§ **Exercise goal**
Spot each line in the records below where the word "String" occurs, then copy it.

§ **Record extracts**

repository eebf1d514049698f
use std::time::Duration;

use sea_orm::{ConnectOptions, ConnectionTrait, Database, DatabaseConnection, DbErr};
use tracing::{info, warn};

const ENTRIES_TYPE_CHECK: &str = r#"
DO $$
BEGIN
    IF NOT EXISTS (SELECT 1 FROM pg_constraint WHERE conname = 'entries_type_check') THEN
        ALTER TABLE entries
            ADD CONSTRAINT entries_type_check CHECK ("type" IN ('link', 'file'));
    END IF;
END
$$;
"#;

pub async fn init_db(db_url: &str) -> Result<DatabaseConnection, DbErr> {
    let mut opt = ConnectOptions::new(db_url.to_owned());

    opt.max_connections(50)
        .min_connections(2)
        .connect_timeout(Duration::from_secs(8))
        .acquire_timeout(Duration::from_secs(8))
        .idle_timeout(Duration::from_secs(60))
        .sqlx_logging(true);

    let db = Database::connect(opt).await?;
    db.get_schema_registry("server::entity::*")
        .sync(&db)
        .await?;

    Ok(db)
}

/// Ensure table constraints that schema-sync cannot express.
///
/// Failures are logged and do not stop the server.
pub async fn ensure_constraints(db: &DatabaseConnection) -> Result<(), DbErr> {
    match db.execute_unprepared(ENTRIES_TYPE_CHECK).await {
        Ok(_) => info!("Ensured constraint entries_type_check exists"),
        Err(e) => warn!(error = %e, "Failed to ensure constraint entries_type_check"),
    }
    Ok(())
}
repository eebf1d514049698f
pub mod json;
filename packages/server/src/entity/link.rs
use sea_orm::entity::prelude::*;
use serde::{Deserialize, Serialize};

#[sea_orm::model]
#[derive(Clone, Debug, PartialEq, Eq, DeriveEntityModel, Serialize, Deserialize)]
#[sea_orm(table_name = "links")]
pub struct Model {
    #[sea_orm(primary_key, auto_increment = false)]
    pub entry_id: i64,
    #[sea_orm(belongs_to, from = "entry_id", to = "id", on_delete = "Cascade")]
    pub entry: HasOne<super::entry::Entity>,

    #[sea_orm(column_type = "Text")]
    pub target_url: String,
}

impl ActiveModelBehavior for ActiveModel {}
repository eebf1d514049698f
use axum::{
    Json,
    extract::{Path, Query, State},
    http::StatusCode,
};
use tracing::instrument;

use crate::error::{AppError, ErrorBody};
use crate::extractors::json::AppJson;
use crate::models::resource::{
    Pagination, ResourceListQuery, ResourceListResponse, ResourceResponse, UpdateEntryRequest,
};
use crate::models::shared::page_params;
use crate::service::ResourceService;
use crate::state::AppState;

#[utoipa::path(
    get,
    path = "/resources",
    tag = "Admin",
    operation_id = "listResources",
    summary = "List all resources",
    description = "Returns a page of resources in creation order. Password hashes are replaced by `REDACTED`.",
    params(ResourceListQuery),
    responses(
        (status = 200, description = "Page of resources", body = ResourceListResponse),
        (status = 400, description = "Invalid page or limit (VALIDATION_ERROR)", body = ErrorBody),
    ),
)]
#[instrument(skip(state, query))]
pub async fn list_resources(
    State(state): State<AppState>,
    Query(query): Query<ResourceListQuery>,
) -> Result<Json<ResourceListResponse>, AppError> {
    let (page, limit) = page_params(query.page, query.limit)?;

    let (resources, total) = ResourceService::new(&state.db, &state.uploads)
        .list(page, limit)
        .await?;

    Ok(Json(ResourceListResponse {
        data: resources.into_iter().map(ResourceResponse::from).collect(),
        pagination: Pagination::new(page, limit, total),
    }))
}

#[utoipa::path(
    delete,
    path = "/resources/{slug}",
    tag = "Admin",
    operation_id = "deleteResource",
    summary = "Delete a resource",
    description = "Deletes the entry and its link or file row. For files the stored object is removed on a best-effort basis.",
    params(("slug" = String, Path, description = "Resource slug")),
    responses(
        (status = 204, description = "Resource deleted"),
        (status = 404, description = "Resource not found (NOT_FOUND)", body = ErrorBody),
    ),
)]
#[instrument(skip(state))]
pub async fn delete_resource(
    State(state): State<AppState>,
    Path(slug): Path<String>,
) -> Result<StatusCode, AppError> {
    ResourceService::new(&state.db, &state.uploads)
        .delete_resource(&slug)
        .await?;
    Ok(StatusCode::NO_CONTENT)
}

#[utoipa::path(
    patch,
    path = "/entries/{slug}",
    tag = "Admin",
    operation_id = "updateEntry",
    summary = "Update slug, password or expiry",
    description = "Changes the entry fields shared by links and files. The password is only touched when `update_password` is true.",
    params(("slug" = String, Path, description = "Current resource slug")),
    request_body = UpdateEntryRequest,
    responses(
        (status = 200, description = "Resource updated", body = ResourceResponse),
        (status = 400, description = "Validation error (VALIDATION_ERROR)", body = ErrorBody),
        (status = 404, description = "Resource not found (NOT_FOUND)", body = ErrorBody),
        (status = 409, description = "New slug already taken (SLUG_TAKEN)", body = ErrorBody),
    ),
)]
#[instrument(skip(state, payload))]
pub async fn update_entry(
    State(state): State<AppState>,
    Path(slug): Path<String>,
    AppJson(payload): AppJson<UpdateEntryRequest>,
) -> Result<Json<ResourceResponse>, AppError> {
    let resource = ResourceService::new(&state.db, &state.uploads)
        .update_entry(&slug, payload.into())
        .await?;
    Ok(Json(resource.into()))
}
use std::net::SocketAddr;
use std::sync::Arc;
use std::time::Duration;

use anyhow::Context;
use common::storage::s3::S3ObjectStorage;
use tracing::info;
use tracing_subscriber::EnvFilter;

use server::config::AppConfig;
use server::state::AppState;
use server::upload::UploadOrchestrator;
use server::{build_router, database, sweeper};

#[tokio::main]
async fn main() -> anyhow::Result<()> {
    tracing_subscriber::fmt()
        .with_env_filter(EnvFilter::try_from_default_env().unwrap_or_else(|_| "info".into()))
        .init();

    let config = AppConfig::load().context("Failed to load configuration")?;

    let db = database::init_db(&config.database.url)
        .await
        .context("Failed to connect to database")?;
    database::ensure_constraints(&db).await?;

    let storage = S3ObjectStorage::new(&config.storage).context("Failed to set up object storage")?;
    let uploads = Arc::new(UploadOrchestrator::new(
        Arc::new(storage),
        Duration::from_secs(config.storage.url_ttl_secs),
    ));

    if config.sweeper.enabled {
        tokio::spawn(sweeper::run_pending_sweeper(
            db.clone(),
            uploads.clone(),
            config.sweeper.clone(),
        ));
    }

    let addr: SocketAddr = format!("{}:{}", config.server.host, config.server.port)
        .parse()
        .context("Invalid server address")?;

    let state = AppState {
        db,
        config: Arc::new(config),
        uploads,
    };
    let app = build_router(state);

    info!("Server running at http://{}", addr);

    let listener = tokio::net::TcpListener::bind(addr).await?;
    axum::serve(listener, app).await?;

    Ok(())
}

§ **Answer for the task**
    pub target_url: String,
    params(("slug" = String, Path, description = "Resource slug")),
    Path(slug): Path<String>,
    params(("slug" = String, Path, description = "Current resource slug")),
    Path(slug): Path<String>,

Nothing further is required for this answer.